Since its development as a strategy to study biological systems, click chemistry has found its widespread use as a chemical tool in the discovery of post-translationally modified (PTM) proteins. In particular, the number of identified and validated lipid-modified proteins has dramatically increased over the last decade owing to the versatility and ease of use of this technique. Among these lipid PTMs, protein prenylation has benefited in uncovering new protein substrates, leading to the characterization and understanding of the functional role of this type of modification.
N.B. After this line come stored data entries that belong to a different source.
#[cfg(test)]
mod tests {
    use super::*;

    const IPUTILS_OUTPUT: &str = "PING 10.0.0.1 (10.0.0.1) 56(84) bytes of data.
64 bytes from 10.0.0.1: icmp_seq=1 ttl=64 time=0.412 ms
64 bytes from 10.0.0.1: icmp_seq=3 ttl=64 time=0.388 ms

--- 10.0.0.1 ping statistics ---
3 packets transmitted, 2 received, 33.3333% packet loss, time 2030ms
rtt min/avg/max/mdev = 0.388/0.400/0.412/0.012 ms
";

    #[test]
    fn test_parse_ping_partial_loss() {
        let stats = parse_ping_output("10.0.0.1", 3, IPUTILS_OUTPUT);
        assert!(stats.success);
        assert_eq!(stats.packets_sent, 3);
        assert_eq!(stats.packets_received, 2);
        assert!((stats.packet_loss - 100.0 / 3.0).abs() < 1e-9);
        assert_eq!(stats.min_ms, Some(0.388));
        assert_eq!(stats.avg_ms, Some(0.400));
        assert_eq!(stats.max_ms, Some(0.412));
        assert!(stats.error.is_none());
    }

    #[test]
    fn test_parse_ping_busybox_and_total_loss() {
        let busybox = "4 packets transmitted, 4 packets received, 0% packet loss\nround-trip min/avg/max = 1.1/2.2/3.3 ms\n";
        let stats = parse_ping_output("h", 4, busybox);
        assert_eq!(stats.packets_received, 4);
        assert_eq!(stats.packet_loss, 0.0);
        assert_eq!(stats.avg_ms, Some(2.2));

        let lost = parse_ping_output("h", 2, "2 packets transmitted, 0 received, 100% packet loss\n");
        assert!(!lost.success);
        assert_eq!(lost.packet_loss, 100.0);
        assert_eq!(lost.avg_ms, None);
    }

    #[test]
    fn test_parse_ping_garbage() {
        let stats = parse_ping_output("h", 3, "ping: unknown host h\n");
        assert!(!stats.success);
        assert!(stats.error.is_some());
    }

    #[tokio::test]
    async fn test_ping_rejects_option_like_host() {
        let stats = ping("-f", 1, Duration::from_secs(1)).await;
        assert!(!stats.success);
        assert!(stats.error.unwrap().contains("invalid host"));
    }

    #[tokio::test]
    async fn test_check_port_open_and_closed() {
        let listener = tokio::net::TcpListener::bind("127.0.0.1:0").await.unwrap();
        let port = listener.local_addr().unwrap().port();
        let open = check_port("127.0.0.1", port, Duration::from_secs(2)).await;
        assert!(open.open);
        assert!(open.error.is_none());

        drop(listener);
        let closed = check_port("127.0.0.1", port, Duration::from_secs(2)).await;
        assert!(!closed.open);
        assert!(closed.error.is_some());
    }

    #[tokio::test]
    async fn test_check_dns_literal_and_failure() {
        let ok = check_dns("127.0.0.1", Duration::from_secs(2)).await;
        assert!(ok.resolved);
        assert_eq!(ok.addresses, vec![IpAddr::from([127, 0, 0, 1])]);

        let bad = check_dns("no-such-host.invalid", Duration::from_secs(3)).await;
        assert!(!bad.resolved);
        assert!(bad.error.is_some());
    }

    #[test]
    fn test_parse_default_gateway() {
        let table = "Iface\tDestination\tGateway \tFlags\tRefCnt\tUse\tMetric\tMask\t\tMTU\tWindow\tIRTT
eth0\t0000A8C0\t00000000\t0001\t0\t0\t100\t00FFFFFF\t0\t0\t0
eth0\t00000000\t0100A8C0\t0003\t0\t0\t100\t00000000\t0\t0\t0
";
        assert_eq!(
            parse_default_gateway(table),
            Some(("eth0".to_string(), Ipv4Addr::new(192, 168, 0, 1)))
        );
        assert_eq!(parse_default_gateway(table.lines().take(2).collect::<Vec<_>>().join("\n").as_str()), None);
    }

    #[test]
    fn test_connection_summary_counts_states() {
        let table = "  sl  local_address rem_address   st tx_queue rx_queue
   0: 00000000:0016 00000000:0000 0A 00000000:00000000
   1: 0100007F:1F90 0100007F:C350 01 00000000:00000000
   2: 0100007F:C350 0100007F:1F90 06 00000000:00000000
   3: 0100007F:C351 0100007F:1F90 08 00000000:00000000
   4: 0100007F:C352 0100007F:1F90 02 00000000:00000000
";
        let mut summary = ConnectionSummary::default();
        summary.add_table(table);
        assert_eq!(
            summary,
            ConnectionSummary {
                total: 5,
                established: 1,
                listening: 1,
                time_wait: 1,
                close_wait: 1,
            }
        );
    }

    #[tokio::test]
    async fn test_report_without_active_checks() {
        let request = ReportRequest {
            dns_names: vec!["127.0.0.1".into()],
            ..ReportRequest::default()
        };
        let report = collect_report(&NetworkConfig::default(), &request).await.unwrap();
        assert!(report.pings.is_empty());
        let text = render(&report);
        assert!(text.starts_with("Interfaces:\n"));
        assert!(text.contains("Connections:   "));
        assert!(text.contains("DNS 127.0.0.1: 127.0.0.1"));
    }

    #[test]
    fn test_render_failures() {
        let report = NetworkReport {
            interfaces: vec![],
            gateway: None,
            pings: vec![PingStats::failed("10.9.9.9", 3, "ping timed out".into())],
            dns: vec![],
            ports: vec![PortCheck {
                host: "db".into(),
                port: 5432,
                service: Some("PostgreSQL".into()),
                open: false,
                error: Some("refused".into()),
            }],
            connections: ConnectionSummary::default(),
        };
        let text = render(&report);
        assert!(text.contains("  (none)"));
        assert!(text.contains("Gateway:       none"));
        assert!(text.contains("Ping 10.9.9.9: FAILED (ping timed out)"));
        assert!(text.contains("Port db:5432 (PostgreSQL): CLOSED"));
    }
}
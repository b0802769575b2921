use std::fs;
use std::path::{Path, PathBuf};
use std::process::Command;
use tempfile::TempDir;

fn lko_binary() -> PathBuf {
    let mut path = std::env::current_exe().unwrap();
    path.pop(); // remove test binary name
    path.pop(); // remove deps/
    path.push("lko");
    path
}

const RUNBOOKS: &str = r#"
runbooks:
  - name: home-cleanup
    description: Clear caches when /home fills up
    trigger:
      type: disk_usage
      filesystem: /home
      threshold: 90
      operator: ">"
    actions:
      - type: alert
        message: "/home is filling up"
        severity: WARNING
      - type: command
        run: "true"
  - name: memory-pressure
    enabled: false
    trigger:
      type: memory_usage
    actions:
      - type: wait
        seconds: 1
"#;

fn setup_test_env() -> (TempDir, PathBuf) {
    let tmp = TempDir::new().unwrap();
    let root = tmp.path().to_path_buf();

    let config_dir = root.join("config");
    fs::create_dir_all(&config_dir).unwrap();
    fs::write(config_dir.join("runbooks.yaml"), RUNBOOKS).unwrap();

    // A stub "model" that always answers with the same plan.
    let model = root.join("model.sh");
    fs::write(
        &model,
        "echo 'thinking...'\necho '{\"goal\": \"Check disk\", \"tools\": [\"disk_usage\", \"process_list\"], \"reasoning\": \"disk question\"}'\n",
    )
    .unwrap();

    let config_content = format!(
        r#"[llm]
binary_path = "sh"
model_path = "{root}/model.sh"
timeout_secs = 10

[safety]
dry_run = true

[memory]
dir = "{root}/memory"

[embedding]
provider = "hash"
dims = 128

[runbooks]
path = "{root}/config/runbooks.yaml"

[logs]
dir = "{root}/logs"
"#,
        root = root.display()
    );

    let config_path = config_dir.join("lko.toml");
    fs::write(&config_path, config_content).unwrap();

    (tmp, config_path)
}

fn run_lko(config_path: &Path, args: &[&str]) -> (String, String, bool) {
    let binary = lko_binary();
    let output = Command::new(&binary)
        .arg("--config")
        .arg(config_path.to_str().unwrap())
        .args(args)
        .env("RUST_LOG", "warn")
        .output()
        .unwrap_or_else(|e| panic!("Failed to run lko binary at {:?}: {}", binary, e));

    let stdout = String::from_utf8_lossy(&output.stdout).to_string();
    let stderr = String::from_utf8_lossy(&output.stderr).to_string();
    (stdout, stderr, output.status.success())
}

#[test]
fn test_stats_on_fresh_install() {
    let (_tmp, config) = setup_test_env();
    let (stdout, stderr, success) = run_lko(&config, &["stats"]);
    assert!(success, "stats failed: {}", stderr);
    assert!(stdout.contains("Incidents:   0"));
    assert!(stdout.contains("Runbooks:    2 (1 enabled)"));
    assert!(stdout.contains("Mode:        dry-run"));
}

#[test]
fn test_search_empty_memory() {
    let (_tmp, config) = setup_test_env();
    let (stdout, stderr, success) = run_lko(&config, &["search", "disk full", "-k", "3"]);
    assert!(success, "search failed: {}", stderr);
    assert!(stdout.contains("No similar incidents."));
}

#[test]
fn test_runbooks_list() {
    let (_tmp, config) = setup_test_env();
    let (stdout, stderr, success) = run_lko(&config, &["runbooks", "list"]);
    assert!(success, "runbooks list failed: {}", stderr);
    assert!(stdout.contains("home-cleanup: when disk_usage(/home) > 90 -> 2 actions"));
    assert!(stdout.contains("memory-pressure [disabled]"));
}

#[test]
fn test_runbooks_list_rejects_duplicates() {
    let (tmp, config) = setup_test_env();
    fs::write(
        tmp.path().join("config").join("runbooks.yaml"),
        "runbooks:\n  - {name: a, trigger: {type: disk_usage}}\n  - {name: a, trigger: {type: memory_usage}}\n",
    )
    .unwrap();
    let (_stdout, stderr, success) = run_lko(&config, &["runbooks", "list"]);
    assert!(!success);
    assert!(stderr.contains("duplicate runbook name"));
}

#[test]
fn test_runbooks_check_observes_host() {
    let (_tmp, config) = setup_test_env();
    let (stdout, stderr, success) = run_lko(&config, &["runbooks", "check"]);
    assert!(success, "runbooks check failed: {}", stderr);
    assert!(stdout.contains("Observed:"));
}

#[test]
fn test_ask_dry_run_logs_query() {
    let (tmp, config) = setup_test_env();
    let (stdout, stderr, success) = run_lko(&config, &["ask", "Why is my disk filling up?"]);
    assert!(success, "ask failed: {}", stderr);
    assert!(stdout.contains("Goal:      Check disk"));
    assert!(stdout.contains("DRY RUN: Would execute disk_usage"));
    assert!(stdout.contains("Completed: 2 tools executed, 2 succeeded"));

    let log = fs::read_to_string(tmp.path().join("logs").join("queries.jsonl")).unwrap();
    assert_eq!(log.lines().count(), 1);
    let entry: serde_json::Value = serde_json::from_str(log.trim()).unwrap();
    assert_eq!(entry["query"], "Why is my disk filling up?");
    assert_eq!(entry["results_summary"]["tools_executed"], 2);
}

#[test]
fn test_remediate_dry_run_leaves_process_alone() {
    let (_tmp, config) = setup_test_env();
    let mut child = Command::new("sleep").arg("30").spawn().unwrap();
    let pid = child.id().to_string();

    let (stdout, stderr, success) = run_lko(&config, &["remediate", &pid]);
    let still_running = child.try_wait().unwrap().is_none();
    child.kill().unwrap();
    child.wait().unwrap();

    assert!(still_running, "dry run must not stop the process");
    assert!(stdout.contains("Remediating PID"), "stdout: {} stderr: {}", stdout, stderr);
    assert!(stdout.contains("[would] force_kill"));
    // A child already at the lowest priority reports AlreadyDeprioritized.
    assert!(stdout.contains("renice"));
    assert!(success);
}

#[test]
fn test_remediate_missing_process_fails() {
    let (_tmp, config) = setup_test_env();
    // PIDs above pid_max never exist.
    let (_stdout, stderr, success) = run_lko(&config, &["remediate", "2147483000"]);
    assert!(!success);
    assert!(stderr.contains("no process with PID 2147483000"));
}

#[test]
fn test_usage_error_exits_nonzero() {
    let (_tmp, config) = setup_test_env();
    let (_stdout, stderr, success) = run_lko(&config, &["remediate", "not-a-pid"]);
    assert!(!success);
    assert!(stderr.contains("invalid value"));
}

#[test]
fn test_missing_config_uses_defaults() {
    let tmp = TempDir::new().unwrap();
    let output = Command::new(lko_binary())
        .current_dir(tmp.path())
        .arg("--config")
        .arg(tmp.path().join("absent.toml"))
        .arg("stats")
        .output()
        .unwrap();
    assert!(output.status.success());
    let stdout = String::from_utf8_lossy(&output.stdout);
    assert!(stdout.contains("Incidents:   0"));
    assert!(stdout.contains("Runbooks:    0"));
}

#[test]
fn test_invalid_config_fails() {
    let (_tmp, config) = setup_test_env();
    fs::write(&config, "[daemon]\ncheck_interval = 0\n").unwrap();
    let (_stdout, stderr, success) = run_lko(&config, &["stats"]);
    assert!(!success);
    assert!(stderr.contains("check_interval"));
}

#[test]
fn test_network_resolves_requested_names() {
    let (_tmp, config) = setup_test_env();
    let (stdout, stderr, success) =
        run_lko(&config, &["network", "--no-gateway", "--dns", "127.0.0.1"]);
    assert!(success, "network failed: {}", stderr);
    assert!(stdout.contains("Interfaces:"));
    assert!(stdout.contains("Connections:"));
    assert!(stdout.contains("DNS 127.0.0.1: 127.0.0.1"));
    assert!(!stdout.contains("Ping "));
}

#[test]
fn test_containers_with_fake_cli() {
    let (tmp, config) = setup_test_env();
    let script = tmp.path().join("docker.sh");
    fs::write(
        &script,
        r#"case "$1" in
  ps) echo '{"ID":"0123456789abcdef","Names":"web","Image":"nginx","State":"exited","Status":"Exited (1) 2 minutes ago"}' ;;
  inspect) echo '/web no' ;;
  *) exit 1 ;;
esac
"#,
    )
    .unwrap();
    let mut content = fs::read_to_string(&config).unwrap();
    content.push_str(&format!(
        "\n[containers]\ncommand = [\"sh\", \"{}\"]\n",
        script.display()
    ));
    fs::write(&config, content).unwrap();

    let (stdout, stderr, success) = run_lko(&config, &["containers"]);
    assert!(success, "containers failed: {}", stderr);
    assert!(stdout.contains("1 total, 0 running, 1 stopped"));
    assert!(stdout.contains("web (exited): Exited without restart policy"));
}

#[test]
fn test_containers_without_cli_is_reported() {
    let (_tmp, config) = setup_test_env();
    let mut content = fs::read_to_string(&config).unwrap();
    content.push_str("\n[containers]\ncommand = [\"/nonexistent/docker\"]\n");
    fs::write(&config, content).unwrap();

    let (stdout, stderr, success) = run_lko(&config, &["containers"]);
    assert!(success, "containers failed: {}", stderr);
    assert!(stdout.contains("Containers unavailable:"));
}
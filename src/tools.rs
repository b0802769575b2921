//! Diagnostic probes and the plan executor.
//!
//! Most tools are fixed shell pipelines; `network_status` and
//! `container_status` build their reports in-process. Only names on both
//! the built-in list and `[tools].allowed_tools` can run. With
//! `[safety].dry_run` set, probes are reported but not executed.

use chrono::{DateTime, Utc};
use serde::Serialize;
use std::time::Duration;

use crate::config::{Config, ContainersConfig, NetworkConfig, ToolsConfig};
use crate::models::ExecutionMode;
use crate::planner::Plan;
use crate::{containers, network, subprocess};

const STDERR_LIMIT: usize = 1000;
const TIMEOUT_OUTPUT: &str = "Command timeout";

#[derive(Debug, Clone, Copy, PartialEq, Eq)]
enum ToolKind {
    Shell(&'static str),
    Network,
    Containers,
}

/// Built-in tools.
const PROBES: [(&str, ToolKind); 7] = [
    ("disk_usage", ToolKind::Shell("df -h")),
    (
        "cpu_load",
        ToolKind::Shell("uptime && (mpstat 1 1 2>/dev/null || top -bn1 | head -20)"),
    ),
    ("memory_status", ToolKind::Shell("free -h")),
    ("process_list", ToolKind::Shell("ps aux --sort=-%mem | head -20")),
    (
        "recent_errors",
        ToolKind::Shell(
            "journalctl -b 0 -p err --no-pager -n 100 2>/dev/null || tail -100 /var/log/syslog | grep -i error",
        ),
    ),
    ("network_status", ToolKind::Network),
    ("container_status", ToolKind::Containers),
];

/// Human description of a probe, used in planner prompts.
pub fn describe(tool: &str) -> &'static str {
    match tool {
        "disk_usage" => "Check disk space usage across filesystems",
        "cpu_load" => "Check CPU load and performance metrics",
        "memory_status" => "Check RAM and swap memory usage",
        "process_list" => "List top memory-consuming processes",
        "recent_errors" => "Get recent system error logs",
        "network_status" => "Check interfaces, gateway reachability, DNS and open connections",
        "container_status" => "Check Docker containers for failures and resource hogs",
        _ => "",
    }
}

fn tool_kind(tool: &str) -> Option<ToolKind> {
    PROBES.iter().find(|(name, _)| *name == tool).map(|(_, p)| *p)
}

#[derive(Debug, Clone, PartialEq)]
pub struct ShellOutcome {
    pub success: bool,
    pub output: String,
}

/// Run `cmd` under `sh -c`, bounded by `timeout` and `max_output` bytes of
/// stdout. On a non-zero exit the head of stderr is appended. A timeout
/// kills everything `cmd` started.
pub async fn run_shell(cmd: &str, timeout: Duration, max_output: usize) -> ShellOutcome {
    match subprocess::run_bounded(subprocess::sh(cmd), timeout).await {
        Ok(None) => ShellOutcome {
            success: false,
            output: TIMEOUT_OUTPUT.to_string(),
        },
        Err(e) => ShellOutcome {
            success: false,
            output: format!("Error: {}", e),
        },
        Ok(Some(out)) => {
            let stdout = String::from_utf8_lossy(&out.stdout);
            let mut output = truncate(&stdout, max_output).to_string();
            if !out.status.success() {
                let stderr = String::from_utf8_lossy(&out.stderr);
                output.push_str("\nError: ");
                output.push_str(truncate(&stderr, STDERR_LIMIT));
            }
            ShellOutcome {
                success: out.status.success(),
                output,
            }
        }
    }
}

/// Longest prefix of `s` at most `max` bytes that ends on a char boundary.
pub fn truncate(s: &str, max: usize) -> &str {
    if s.len() <= max {
        return s;
    }
    let mut end = max;
    while !s.is_char_boundary(end) {
        end -= 1;
    }
    &s[..end]
}

#[derive(Debug, Clone, PartialEq, Serialize)]
pub struct ToolResult {
    pub tool: String,
    pub success: bool,
    pub output: String,
    pub timestamp: DateTime<Utc>,
    pub dry_run: bool,
}

/// Results of running every tool in a plan.
#[derive(Debug, Clone, Serialize)]
pub struct PlanRun {
    pub goal: String,
    pub results: Vec<ToolResult>,
    pub timestamp: DateTime<Utc>,
}

impl PlanRun {
    pub fn tools_executed(&self) -> usize {
        self.results.len()
    }

    pub fn success_count(&self) -> usize {
        self.results.iter().filter(|r| r.success).count()
    }
}

pub struct ToolExecutor {
    config: ToolsConfig,
    network: NetworkConfig,
    containers: ContainersConfig,
    mode: ExecutionMode,
    log_actions: bool,
}

impl ToolExecutor {
    pub fn new(config: ToolsConfig, mode: ExecutionMode) -> Self {
        Self {
            config,
            network: NetworkConfig::default(),
            containers: ContainersConfig::default(),
            mode,
            log_actions: true,
        }
    }

    /// Executor for the full agent configuration.
    pub fn from_config(config: &Config) -> Self {
        Self {
            network: config.network.clone(),
            containers: config.containers.clone(),
            log_actions: config.safety.log_all_actions,
            ..Self::new(config.tools.clone(), config.execution_mode())
        }
    }

    fn is_allowed(&self, tool: &str) -> bool {
        self.config.allowed_tools.iter().any(|t| t == tool)
    }

    pub async fn execute_tool(&self, tool: &str) -> ToolResult {
        let result = |success, output: String, dry_run| ToolResult {
            tool: tool.to_string(),
            success,
            output,
            timestamp: Utc::now(),
            dry_run,
        };

        let Some(kind) = tool_kind(tool).filter(|_| self.is_allowed(tool)) else {
            return result(false, format!("Unknown tool: {}", tool), false);
        };
        if self.mode.is_dry_run() {
            return result(true, format!("DRY RUN: Would execute {}", tool), true);
        }

        let outcome = self.run_kind(kind).await;
        result(outcome.success, outcome.output, false)
    }

    async fn run_kind(&self, kind: ToolKind) -> ShellOutcome {
        let timeout = Duration::from_secs(self.config.timeout_seconds);
        let report = match kind {
            ToolKind::Shell(cmd) => return run_shell(cmd, timeout, self.config.max_output_size).await,
            ToolKind::Network => {
                let request = network::ReportRequest::from_config(&self.network);
                let collect = network::collect_report(&self.network, &request);
                match tokio::time::timeout(timeout, collect).await {
                    Err(_) => return timed_out(),
                    Ok(r) => r.map(|r| network::render(&r)),
                }
            }
            ToolKind::Containers => {
                match tokio::time::timeout(timeout, containers::collect_report(&self.containers)).await {
                    Err(_) => return timed_out(),
                    Ok(r) => r.map(|r| containers::render(&r)),
                }
            }
        };
        match report {
            Ok(text) => ShellOutcome {
                success: true,
                output: truncate(&text, self.config.max_output_size).to_string(),
            },
            Err(e) => ShellOutcome {
                success: false,
                output: format!("Error: {:#}", e),
            },
        }
    }

    /// Run the plan's tools in order. With `[safety].log_all_actions` each
    /// tool is logged at info, otherwise at debug.
    pub async fn execute_plan(&self, plan: &Plan) -> PlanRun {
        let mut results = Vec::with_capacity(plan.tools.len());
        for tool in &plan.tools {
            let r = self.execute_tool(tool).await;
            if self.log_actions {
                tracing::info!(tool = %r.tool, success = r.success, dry_run = r.dry_run, "executed tool");
            } else {
                tracing::debug!(tool = %r.tool, success = r.success, dry_run = r.dry_run, "executed tool");
            }
            results.push(r);
        }
        PlanRun {
            goal: plan.goal.clone(),
            results,
            timestamp: Utc::now(),
        }
    }
}

fn timed_out() -> ShellOutcome {
    ShellOutcome {
        success: false,
        output: TIMEOUT_OUTPUT.to_string(),
    }
}
//! `lko remediate` and `lko hogs`.

use anyhow::{bail, Result};
use clap::ValueEnum;

use crate::config::Config;
use crate::models::ExecutionMode;
use crate::observe::{Observer, SystemObserver};
use crate::remediation::{
    Escalator, ProcessControl, RemediationAttempt, TierResult, UnixProcessControl,
};

/// Which intervention `lko remediate` applies.
#[derive(Debug, Clone, Copy, PartialEq, Eq, ValueEnum)]
pub enum TierChoice {
    /// Escalate through the tiers as configured.
    Smart,
    Renice,
    Stop,
    Kill,
}

pub fn format_tier(result: &TierResult) -> String {
    let status = match (result.success, result.dry_run) {
        (true, true) => "would",
        (true, false) => "ok",
        (false, _) => "FAILED",
    };
    format!("[{}] {}: {}", status, result.tier, result.message)
}

pub async fn remediate(
    escalator: &Escalator,
    pid: u32,
    tier: TierChoice,
    mode: ExecutionMode,
) -> RemediationAttempt {
    let tiers = match tier {
        TierChoice::Smart => return escalator.smart_remediate(pid, mode).await,
        TierChoice::Renice => vec![escalator.renice(pid, mode)],
        TierChoice::Stop => vec![escalator.graceful_stop(pid, mode).await],
        TierChoice::Kill => vec![escalator.force_kill(pid, mode).await],
    };
    RemediationAttempt { pid, mode, tiers }
}

pub async fn run_remediate(config: &Config, pid: u32, live: bool, tier: TierChoice) -> Result<()> {
    if pid == std::process::id() {
        bail!("refusing to remediate the agent itself (PID {})", pid);
    }
    // A dry-run kill of a missing process would otherwise report success.
    if !UnixProcessControl.is_running(pid) {
        bail!("no process with PID {}", pid);
    }
    let mode = if live {
        ExecutionMode::Live
    } else {
        config.execution_mode()
    };
    let escalator = Escalator::unix(&config.remediation);

    println!("Remediating PID {} ({})", pid, mode);
    let attempt = remediate(&escalator, pid, tier, mode).await;
    for result in &attempt.tiers {
        println!("  {}", format_tier(result));
    }
    match attempt.resolved_by() {
        Some(t) => println!("Resolved by {}.", t),
        None => bail!("no tier succeeded for PID {}", pid),
    }
    Ok(())
}

pub async fn run_hogs(config: &Config, cpu: Option<f32>, mem: Option<f32>) -> Result<()> {
    let cpu = cpu.unwrap_or(config.daemon.cpu_threshold);
    let mem = mem.unwrap_or(config.daemon.memory_threshold);
    let hogs = SystemObserver::new().resource_hogs(cpu, mem).await?;
    if hogs.is_empty() {
        println!("No processes above CPU {}% or memory {}%.", cpu, mem);
        return Ok(());
    }
    println!("{:>8}  {:<24} {:>6} {:>6}  REASON", "PID", "NAME", "CPU%", "MEM%");
    for hog in &hogs {
        println!(
            "{:>8}  {:<24} {:>6.1} {:>6.1}  {}",
            hog.pid,
            hog.name,
            hog.cpu_percent,
            hog.memory_percent,
            hog.reason()
        );
    }
    Ok(())
}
This dissertation describes the development of a mass spectrometry-based chemical proteomics strategy that heavily relies on click chemistry to identify prenylated proteins in various systems, which allows for defining the prenylated proteomes and discovering novel prenylated proteins. The first chapter details a comprehensive literature review on the impact of click chemistry in revolutionizing the field of protein lipidation. Chapter 2 describes the development of chemical proteomics using probe analogue of isoprenoids to define the set of prenylated proteins in the malaria parasite, Plasmodium falciparum. Upon moving to eukaryotic systems, optimization of the probe and statin (enhancer of probe incorporation) treatments is described in Chapter 3. Our chemical proteomics approach was then successfully employed in various mammalian cell lines, enabling the validation of known and discovery of novel prenylated proteins. Moreover, the similarities and differences in brain-related cell lines were determined. Finally, an unusually prenylated protein, ALDH9A1, was discovered from these proteomic studies and tools in chemical and molecular biology were used to characterize and understand its occurrence. This dissertation highlights the advantages of using chemical proteomics in studying protein prenylation and contributes to the growing picture of protein lipid modifications.